International Journal of Advanced Multidisciplinary Research and Studies
Volume 4, Issue 6, 2024
Privacy-Preserving Health Data Governance Models: A Comparative Review of Blockchain and Cryptographic Strategies in U.S. and Developing Healthcare Systems
Author(s): Erica Afrihyia, Prisca U Ojukwu, Salewa Gloria Akinse
Abstract:
The rapid digitization of healthcare systems has intensified the need for governance models capable of safeguarding sensitive data while sustaining innovation in artificial intelligence, predictive analytics, and cross-institutional collaboration. This study critically examines privacy-preserving health data governance through a comparative analysis of blockchain architectures and advanced cryptographic strategies across the United States and developing healthcare contexts. The research sought to evaluate how emerging technological infrastructures reconcile the privacy–utility trade-off, address regulatory divergence, and adapt to infrastructural asymmetries.

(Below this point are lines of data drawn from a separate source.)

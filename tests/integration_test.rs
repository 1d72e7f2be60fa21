//! Integration tests for the complete emotion analysis pipeline
//!
//! These tests drive the public entry points with synthetic images:
//! - RGBA buffer decoding and palette extraction
//! - Primary emotion classification of extracted palettes
//! - Secondary emotion composition
//! - Error handling for degenerate input

use color_emotions::{
    analyze_file, analyze_image, analyze_rgba, classify, compose, extract_palette,
    render_palette_stripe, EmotionError, EmotionResult, KMeansClusterer, PaletteExtractor,
    PipelineConfig, PrimaryEmotion, SecondaryEmotion, SecondaryEmotionResult,
};
use image::{DynamicImage, Rgba, RgbaImage};
use palette::Srgb;
use std::path::Path;

const RED: [u8; 4] = [255, 0, 0, 255];
const GREEN: [u8; 4] = [0, 255, 0, 255];
const BLUE: [u8; 4] = [0, 0, 255, 255];

/// 2×2 bitmap: red, red on top, green, blue below
fn red_red_green_blue() -> Vec<u8> {
    [RED, RED, GREEN, BLUE].concat()
}

fn is_pure(color: Srgb<f64>, expected: [f64; 3]) -> bool {
    (color.red - expected[0]).abs() < 1e-6
        && (color.green - expected[1]).abs() < 1e-6
        && (color.blue - expected[2]).abs() < 1e-6
}

// ============================================================================
// End-to-end
// ============================================================================

#[test]
fn test_rgb_image_recovers_primaries() {
    // Some initial samples collapse two colors into one cluster, so look
    // for a seed that keeps red, green and blue apart.
    let rgba = red_red_green_blue();

    let report = (0..32u64)
        .map(|seed| analyze_rgba(2, 2, &rgba, &PipelineConfig::seeded(seed)).unwrap())
        .find(|report| {
            let colors = report.colors();
            [[1.0, 0.0, 0.0], [0.0, 1.0, 0.0], [0.0, 0.0, 1.0]]
                .iter()
                .all(|&expected| colors.iter().any(|&c| is_pure(c, expected)))
        })
        .expect("no seed separated red, green and blue");

    assert_eq!(report.palette.len(), 3);

    let mut emotions: Vec<_> = report.primary.iter().map(|r| r.emotion.to_string()).collect();
    emotions.sort();
    assert_eq!(emotions, vec!["Anger", "Sadness", "Trust"]);
    assert!(report.primary.iter().all(|r| r.intensity == 1));

    let mut secondary: Vec<_> = report.secondary.iter().map(|r| r.emotion).collect();
    secondary.sort_by_key(|e| e.name());
    assert_eq!(
        secondary,
        vec![
            SecondaryEmotion::Grief,
            SecondaryEmotion::Sentimentality,
            SecondaryEmotion::Superiority,
        ]
    );
    assert!(report.secondary.iter().all(|r| r.intensity == 1));
}

#[test]
fn test_every_seed_yields_full_palette() {
    let rgba = red_red_green_blue();
    for seed in 0..16u64 {
        let report = analyze_rgba(2, 2, &rgba, &PipelineConfig::seeded(seed)).unwrap();
        assert_eq!(report.palette.len(), 3);
        assert_eq!(report.primary.len(), 3);
        // Every centroid is a blend of the three input colors
        for color in report.colors() {
            let sum = color.red + color.green + color.blue;
            assert!((sum - 1.0).abs() < 1e-4, "{:?}", color);
        }
    }
}

#[test]
fn test_unseeded_analysis_returns_k_colors() {
    let rgba = red_red_green_blue();
    let report = analyze_rgba(2, 2, &rgba, &PipelineConfig::default()).unwrap();
    assert_eq!(report.palette.len(), 3);
}

#[test]
fn test_function_boundary_matches_pipeline() {
    let image = DynamicImage::ImageRgba8(RgbaImage::from_fn(20, 20, |x, _| {
        if x < 10 {
            Rgba([255, 255, 0, 255])
        } else {
            Rgba([0, 77, 0, 255])
        }
    }));

    let palette = PaletteExtractor::new(2)
        .with_clusterer(KMeansClusterer::new(2).with_seed(3))
        .extract(&image)
        .unwrap();
    let primary = classify(&palette);
    let secondary = compose(&primary);

    let mut primary_sorted = primary.clone();
    primary_sorted.sort_by_key(|r| r.intensity);
    assert_eq!(
        primary_sorted,
        vec![
            EmotionResult::new(PrimaryEmotion::Joy, 1),
            EmotionResult::new(PrimaryEmotion::Trust, 3),
        ]
    );
    assert_eq!(
        secondary,
        vec![SecondaryEmotionResult::new(SecondaryEmotion::Love, 2)]
    );

    let report = analyze_image(&image, &PipelineConfig::seeded(3)).unwrap();
    assert_eq!(report.palette.len(), 3);
}

// ============================================================================
// Degenerate input
// ============================================================================

#[test]
fn test_black_image_degrades_gracefully() {
    let rgba = [0u8, 0, 0, 255].repeat(16);
    let report = analyze_rgba(4, 4, &rgba, &PipelineConfig::default()).unwrap();

    assert_eq!(report.palette.len(), 3);
    assert!(report
        .primary
        .iter()
        .all(|r| *r == EmotionResult::new(PrimaryEmotion::Anger, 3)));
    // Anger paired with itself has no secondary emotion
    assert!(report.secondary.is_empty());
}

#[test]
fn test_undecodable_image_is_empty_palette() {
    let empty = DynamicImage::new_rgba8(0, 0);
    assert!(extract_palette(&empty, 3).is_empty());
    assert!(matches!(
        analyze_image(&empty, &PipelineConfig::default()),
        Err(EmotionError::EmptyPalette)
    ));
}

#[test]
fn test_more_clusters_than_samples_is_empty_palette() {
    let image = DynamicImage::ImageRgba8(RgbaImage::from_pixel(1, 1, Rgba(RED)));
    let config = PipelineConfig {
        sample_width: 1,
        sample_height: 1,
        n_clusters: 2,
        ..PipelineConfig::default()
    };
    let err = analyze_image(&image, &config).unwrap_err();
    assert!(matches!(err, EmotionError::EmptyPalette));
    assert!(err.is_recoverable());
    assert_eq!(err.user_message(), "No colors extracted");
}

#[test]
fn test_cluster_count_beyond_default_grid_is_empty_palette() {
    let image = DynamicImage::ImageRgba8(RgbaImage::from_pixel(100, 100, Rgba(RED)));
    let config = PipelineConfig {
        n_clusters: 10_001,
        ..PipelineConfig::default()
    };
    assert!(matches!(
        analyze_image(&image, &config),
        Err(EmotionError::EmptyPalette)
    ));
}

#[test]
fn test_mismatched_buffer_is_empty_palette() {
    let result = analyze_rgba(3, 3, &red_red_green_blue(), &PipelineConfig::default());
    let err = result.unwrap_err();
    assert!(matches!(err, EmotionError::EmptyPalette));
    assert!(err.is_recoverable());
    assert_eq!(err.user_message(), "No colors extracted");
}

#[test]
fn test_missing_file() {
    let result = analyze_file(Path::new("nonexistent_file.jpg"), &PipelineConfig::default());
    match result {
        Err(EmotionError::ImageLoadError { .. }) => {}
        other => panic!("Expected ImageLoadError, got: {:?}", other),
    }
}

// ============================================================================
// Rendering
// ============================================================================

#[test]
fn test_stripe_from_report() {
    let rgba = red_red_green_blue();
    let report = analyze_rgba(2, 2, &rgba, &PipelineConfig::seeded(1)).unwrap();
    let colors = report.colors();

    let stripe = render_palette_stripe(&colors, 90, 10);
    assert_eq!(stripe.dimensions(), (90, 10));
    for (i, color) in colors.iter().enumerate() {
        let x = i as u32 * 30 + 15;
        let pixel = stripe.get_pixel(x, 5);
        assert_eq!(pixel.0[0], (color.red * 255.0).round() as u8);
        assert_eq!(pixel.0[1], (color.green * 255.0).round() as u8);
        assert_eq!(pixel.0[2], (color.blue * 255.0).round() as u8);
        assert_eq!(pixel.0[3], 255);
    }
}

#[test]
fn test_analyze_file_roundtrip() {
    let path = std::env::temp_dir().join(format!(
        "color_emotions_integration_{}.png",
        std::process::id()
    ));
    RgbaImage::from_pixel(12, 12, Rgba([0, 0, 255, 255]))
        .save(&path)
        .unwrap();

    let result = analyze_file(&path, &PipelineConfig::default());
    std::fs::remove_file(&path).ok();

    let report = result.unwrap();
    assert!(report
        .primary
        .iter()
        .all(|r| *r == EmotionResult::new(PrimaryEmotion::Sadness, 1)));
}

Methodologically, the study adopted a structured interdisciplinary review, synthesizing scholarship from digital health policy, distributed systems engineering, cybersecurity governance, and AI ethics. Comparative analysis was employed to assess infrastructural readiness, compliance maturity, and institutional capacity across contrasting socio-economic environments. Particular attention was given to hybrid governance architectures that integrate distributed ledgers, encrypted computation, federated analytics, and AI-enabled compliance monitoring.
The findings reveal that blockchain systems provide robust auditability and decentralized trust mechanisms, especially within highly regulated ecosystems, yet face scalability and interoperability challenges. Advanced cryptographic approaches—including secure multi-party computation and encrypted analytics—offer flexible privacy guarantees that support collaborative research without centralizing sensitive data. The comparative assessment highlights that while high-income systems benefit from mature regulatory infrastructures, developing healthcare systems possess significant potential for leapfrogging into privacy-by-design frameworks when supported by sustainable financing and capacity-building initiatives.
The study concludes that hybrid governance models represent the most viable pathway for resilient and equitable digital health transformation. It recommends regulatory harmonization, strategic cybersecurity investment, algorithmic transparency safeguards, and inclusive governance mechanisms to strengthen public trust and global collaboration.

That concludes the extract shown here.